As a very wise person once observed, men can be so squeamish. That's why we call our iteration of this perennial CBT favourite "Pleasure Gates", instead of the more usual "Gates of Hell". That and the fact that the device is actually far more pleasurable than hellish.
Sure, it's really tight and constrictive. Yes, you will be engorged to the brink of painfulness. Yes, your cock will turn a livid purple, crisscrossed with sharp, angry veins. But look on the bright side!

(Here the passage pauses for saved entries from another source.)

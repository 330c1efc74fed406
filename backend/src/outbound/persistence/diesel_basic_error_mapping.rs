//! Diesel and pool error translation shared by every repository adapter.
//!
//! Each repository port defines its own `Connection`/`Query` error pair, so
//! the helpers take the port's constructors rather than a concrete type.

use tracing::debug;

use super::pool::PoolError;

/// Map a pool failure onto the port's connection constructor.
pub fn map_basic_pool_error<E, C>(error: PoolError, connection: C) -> E
where
    C: FnOnce(String) -> E,
{
    let message = match error {
        PoolError::Checkout { message } | PoolError::Build { message } => message,
    };
    connection(message)
}

/// Map a Diesel failure onto the port's query or connection constructor.
///
/// Driver detail is logged at debug level and never reaches the caller.
pub fn map_basic_diesel_error<E, Q, C>(error: diesel::result::Error, query: Q, connection: C) -> E
where
    Q: Fn(&'static str) -> E,
    C: Fn(&'static str) -> E,
{
    use diesel::result::{DatabaseErrorKind, Error as DieselError};

    if let DieselError::DatabaseError(kind, info) = &error {
        debug!(?kind, message = info.message(), "diesel operation failed");
    } else {
        debug!(%error, "diesel operation failed");
    }

    match error {
        DieselError::NotFound => query("record not found"),
        DieselError::DatabaseError(DatabaseErrorKind::ClosedConnection, _) => {
            connection("database connection closed")
        }
        DieselError::DatabaseError(DatabaseErrorKind::ForeignKeyViolation, _) => {
            query("referenced record does not exist")
        }
        DieselError::DatabaseError(DatabaseErrorKind::CheckViolation, _) => {
            query("record violates a table constraint")
        }
        DieselError::BrokenTransactionManager => connection("database connection unusable"),
        _ => query("database error"),
    }
}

Pleasure and pain are fluid interpretations of sensation, and are highly context dependent. In a positively sexually charged situation the body is awash with freakish chemicals, with really long names. In those circumstances - reasonable to assume if you are wearing a set of Pleasure Gates - the brain processes physical sensations differently. That's why someone who wouldn't hesitate to call your parole officer if you bit their nipples during a team meeting, positively purrs when you do it in the heat of the moment.

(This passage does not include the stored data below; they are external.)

//! HTTP server configuration object and helpers.

use std::net::SocketAddr;
use std::path::PathBuf;

use actix_web::cookie::Key;
use yatube::inbound::http::state::DEFAULT_LOGIN_URL;
use yatube::outbound::persistence::DbPool;

/// Builder-style configuration for creating the HTTP server.
pub struct ServerConfig {
    pub(crate) key: Key,
    pub(crate) cookie_secure: bool,
    pub(crate) bind_addr: SocketAddr,
    pub(crate) db_pool: Option<DbPool>,
    pub(crate) media_root: PathBuf,
    pub(crate) login_url: String,
    pub(crate) page_cache_enabled: bool,
}

impl ServerConfig {
    /// Configuration with in-memory storage, caching on, and media under
    /// `./media`.
    #[must_use]
    pub fn new(key: Key, cookie_secure: bool, bind_addr: SocketAddr) -> Self {
        Self {
            key,
            cookie_secure,
            bind_addr,
            db_pool: None,
            media_root: PathBuf::from("media"),
            login_url: DEFAULT_LOGIN_URL.to_owned(),
            page_cache_enabled: true,
        }
    }

    /// Persist through PostgreSQL instead of in memory.
    #[must_use]
    pub fn with_db_pool(mut self, pool: DbPool) -> Self {
        self.db_pool = Some(pool);
        self
    }

    #[must_use]
    pub fn with_media_root(mut self, media_root: impl Into<PathBuf>) -> Self {
        self.media_root = media_root.into();
        self
    }

    #[must_use]
    pub fn with_login_url(mut self, login_url: impl Into<String>) -> Self {
        self.login_url = login_url.into();
        self
    }

    /// Turn the index page cache on or off.
    #[must_use]
    pub fn with_page_cache(mut self, enabled: bool) -> Self {
        self.page_cache_enabled = enabled;
        self
    }
}
//! A single page of results together with its navigation metadata.

use serde::Serialize;

use crate::PageWindow;

/// One page of a listing.
///
/// Serialises with the navigation fields templates expect
/// (`has_next`, `next_page_number`, ...).
#[derive(Debug, Clone, PartialEq, Eq, Serialize)]
pub struct Page<T> {
    items: Vec<T>,
    number: u64,
    num_pages: u64,
    count: u64,
    has_next: bool,
    has_previous: bool,
    next_page_number: Option<u64>,
    previous_page_number: Option<u64>,
}

impl<T> Page<T> {
    /// Wrap the items fetched for `window`.
    #[must_use]
    pub fn new(window: PageWindow, items: Vec<T>) -> Self {
        let has_next = window.has_next();
        let has_previous = window.has_previous();
        Self {
            items,
            number: window.number(),
            num_pages: window.num_pages(),
            count: window.total(),
            has_next,
            has_previous,
            next_page_number: has_next.then(|| window.number() + 1),
            previous_page_number: has_previous.then(|| window.number() - 1),
        }
    }

    /// Items on this page, in listing order.
    #[must_use]
    pub fn items(&self) -> &[T] {
        &self.items
    }

    /// Consume the page, returning its items.
    #[must_use]
    pub fn into_items(self) -> Vec<T> {
        self.items
    }

    /// Iterate over the items on this page.
    pub fn iter(&self) -> std::slice::Iter<'_, T> {
        self.items.iter()
    }

    /// Number of items on this page.
    #[must_use]
    pub fn len(&self) -> usize {
        self.items.len()
    }

    /// Whether this page holds no items.
    #[must_use]
    pub fn is_empty(&self) -> bool {
        self.items.is_empty()
    }

    /// 1-based page number.
    #[must_use]
    pub const fn number(&self) -> u64 {
        self.number
    }

    /// Total number of pages.
    #[must_use]
    pub const fn num_pages(&self) -> u64 {
        self.num_pages
    }

    /// Total number of items across all pages.
    #[must_use]
    pub const fn count(&self) -> u64 {
        self.count
    }

    /// Whether a later page exists.
    #[must_use]
    pub const fn has_next(&self) -> bool {
        self.has_next
    }

    /// Whether an earlier page exists.
    #[must_use]
    pub const fn has_previous(&self) -> bool {
        self.has_previous
    }

    /// Number of the following page, if any.
    #[must_use]
    pub const fn next_page_number(&self) -> Option<u64> {
        self.next_page_number
    }

    /// Number of the preceding page, if any.
    #[must_use]
    pub const fn previous_page_number(&self) -> Option<u64> {
        self.previous_page_number
    }

    /// Transform every item while keeping the navigation metadata.
    #[must_use]
    pub fn map<U, F>(self, f: F) -> Page<U>
    where
        F: FnMut(T) -> U,
    {
        Page {
            items: self.items.into_iter().map(f).collect(),
            number: self.number,
            num_pages: self.num_pages,
            count: self.count,
            has_next: self.has_next,
            has_previous: self.has_previous,
            next_page_number: self.next_page_number,
            previous_page_number: self.previous_page_number,
        }
    }
}

impl<'a, T> IntoIterator for &'a Page<T> {
    type Item = &'a T;
    type IntoIter = std::slice::Iter<'a, T>;

    fn into_iter(self) -> Self::IntoIter {
        self.items.iter()
    }
}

Treat yourself to a well lubed oral or manual massage whilst encased in a set of Pleasure Gates, and you'll see. What the primitive commuter brain perceives as an outlandish act of inexplicable self harm is recognised by the more evolutionarily advanced pervert brain as a source of exotic pleasure. The fact that you'll see while being reduced to particles of quivering orgasmic jelly is, of course, a bonus.
For the nuts and bolts of strapping on a set of Pleasure Gates, we need to return to the meat and two veg metaphor. First, the Brussels sprouts go through the large ring. The soft, but soon to be mighty, knackwurst follows them through and continues on through the smaller rings. A bit of lube in the right place is always helpful in this situation. I've pitched this blurb mostly for the newbies, the sceptics and the nervous, for the very good reason that those who know, know, and don't need the Gates explained. Remember, Pleasure Gates have to go on while soft, otherwise they will not go on at all. Yes, it is a squeeze, that's the point. No, you are almost certainly not too big. Please don't try to use them for penetrative sex, that's not going to work.
And we do recommend, if you are new to this item, that you consider the rubber version!